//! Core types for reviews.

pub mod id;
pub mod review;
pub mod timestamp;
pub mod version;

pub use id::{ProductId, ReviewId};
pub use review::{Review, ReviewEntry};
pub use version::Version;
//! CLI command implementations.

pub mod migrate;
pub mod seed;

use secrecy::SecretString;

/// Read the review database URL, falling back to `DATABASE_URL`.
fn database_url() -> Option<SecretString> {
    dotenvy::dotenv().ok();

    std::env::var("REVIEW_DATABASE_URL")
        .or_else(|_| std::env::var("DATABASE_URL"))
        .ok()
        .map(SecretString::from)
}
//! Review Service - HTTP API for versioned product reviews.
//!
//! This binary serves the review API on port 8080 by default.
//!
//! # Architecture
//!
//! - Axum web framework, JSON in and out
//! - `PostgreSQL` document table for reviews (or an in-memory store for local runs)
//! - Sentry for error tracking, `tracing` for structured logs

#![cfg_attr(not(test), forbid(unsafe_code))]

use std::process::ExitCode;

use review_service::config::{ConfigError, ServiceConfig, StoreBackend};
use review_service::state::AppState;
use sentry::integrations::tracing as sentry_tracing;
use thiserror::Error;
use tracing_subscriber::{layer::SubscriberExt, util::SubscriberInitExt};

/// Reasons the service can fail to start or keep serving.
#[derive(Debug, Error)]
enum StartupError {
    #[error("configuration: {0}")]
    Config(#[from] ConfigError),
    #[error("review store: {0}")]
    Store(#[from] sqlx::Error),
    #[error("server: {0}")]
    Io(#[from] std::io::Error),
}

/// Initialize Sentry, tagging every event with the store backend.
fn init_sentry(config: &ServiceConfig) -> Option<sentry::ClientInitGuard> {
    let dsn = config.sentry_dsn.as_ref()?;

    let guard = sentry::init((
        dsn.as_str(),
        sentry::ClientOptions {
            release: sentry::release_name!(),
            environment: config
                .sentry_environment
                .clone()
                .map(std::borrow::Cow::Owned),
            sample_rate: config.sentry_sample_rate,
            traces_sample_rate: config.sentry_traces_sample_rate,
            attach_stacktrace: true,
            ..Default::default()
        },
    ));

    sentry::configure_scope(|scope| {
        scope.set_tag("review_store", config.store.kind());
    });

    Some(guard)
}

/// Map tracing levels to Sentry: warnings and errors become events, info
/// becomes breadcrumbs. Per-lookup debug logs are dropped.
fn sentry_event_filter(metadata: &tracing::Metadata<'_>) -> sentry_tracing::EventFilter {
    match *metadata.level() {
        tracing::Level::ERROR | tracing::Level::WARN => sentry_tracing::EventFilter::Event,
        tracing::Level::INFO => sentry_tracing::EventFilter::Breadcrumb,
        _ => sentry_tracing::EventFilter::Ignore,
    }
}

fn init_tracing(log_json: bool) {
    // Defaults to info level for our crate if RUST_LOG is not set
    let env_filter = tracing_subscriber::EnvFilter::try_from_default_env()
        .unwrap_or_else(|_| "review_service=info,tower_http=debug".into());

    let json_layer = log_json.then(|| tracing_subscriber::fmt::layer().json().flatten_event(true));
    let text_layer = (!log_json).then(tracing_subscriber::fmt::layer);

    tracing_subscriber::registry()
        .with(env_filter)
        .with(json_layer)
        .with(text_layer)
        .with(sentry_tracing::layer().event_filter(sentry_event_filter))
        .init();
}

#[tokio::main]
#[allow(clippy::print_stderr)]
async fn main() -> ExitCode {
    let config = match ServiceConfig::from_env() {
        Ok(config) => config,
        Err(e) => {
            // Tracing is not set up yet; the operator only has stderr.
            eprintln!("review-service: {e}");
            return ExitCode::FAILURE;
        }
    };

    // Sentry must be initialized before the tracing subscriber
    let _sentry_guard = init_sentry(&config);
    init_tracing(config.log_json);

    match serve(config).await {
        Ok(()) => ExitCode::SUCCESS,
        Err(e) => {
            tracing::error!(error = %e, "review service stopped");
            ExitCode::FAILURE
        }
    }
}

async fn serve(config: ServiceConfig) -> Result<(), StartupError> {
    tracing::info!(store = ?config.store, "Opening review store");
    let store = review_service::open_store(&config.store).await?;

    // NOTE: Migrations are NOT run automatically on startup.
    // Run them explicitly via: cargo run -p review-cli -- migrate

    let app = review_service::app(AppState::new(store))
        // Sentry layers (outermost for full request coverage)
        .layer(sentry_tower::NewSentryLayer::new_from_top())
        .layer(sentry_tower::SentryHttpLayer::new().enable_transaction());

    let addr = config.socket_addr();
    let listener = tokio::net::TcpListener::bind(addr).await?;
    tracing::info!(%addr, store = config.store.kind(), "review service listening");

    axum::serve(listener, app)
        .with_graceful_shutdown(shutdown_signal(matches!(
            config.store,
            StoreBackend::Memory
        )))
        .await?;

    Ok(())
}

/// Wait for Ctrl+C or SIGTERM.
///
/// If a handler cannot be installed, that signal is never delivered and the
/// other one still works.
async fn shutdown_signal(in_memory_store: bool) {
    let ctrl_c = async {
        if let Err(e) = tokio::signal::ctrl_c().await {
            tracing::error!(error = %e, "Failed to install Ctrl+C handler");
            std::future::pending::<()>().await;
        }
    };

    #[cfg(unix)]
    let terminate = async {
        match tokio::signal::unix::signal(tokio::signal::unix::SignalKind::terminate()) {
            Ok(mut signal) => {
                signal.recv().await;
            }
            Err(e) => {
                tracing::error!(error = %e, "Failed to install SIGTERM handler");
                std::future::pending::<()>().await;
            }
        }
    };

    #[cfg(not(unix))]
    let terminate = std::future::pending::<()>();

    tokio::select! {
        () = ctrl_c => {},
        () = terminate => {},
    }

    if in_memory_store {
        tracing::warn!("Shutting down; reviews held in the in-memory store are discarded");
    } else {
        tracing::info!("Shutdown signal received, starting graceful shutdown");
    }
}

----

**Requirement**.
Looking at the listing above, which lines hold "bool"? Copy every such line.

**Task answer**.
fn init_tracing(log_json: bool) {
async fn shutdown_signal(in_memory_store: bool) {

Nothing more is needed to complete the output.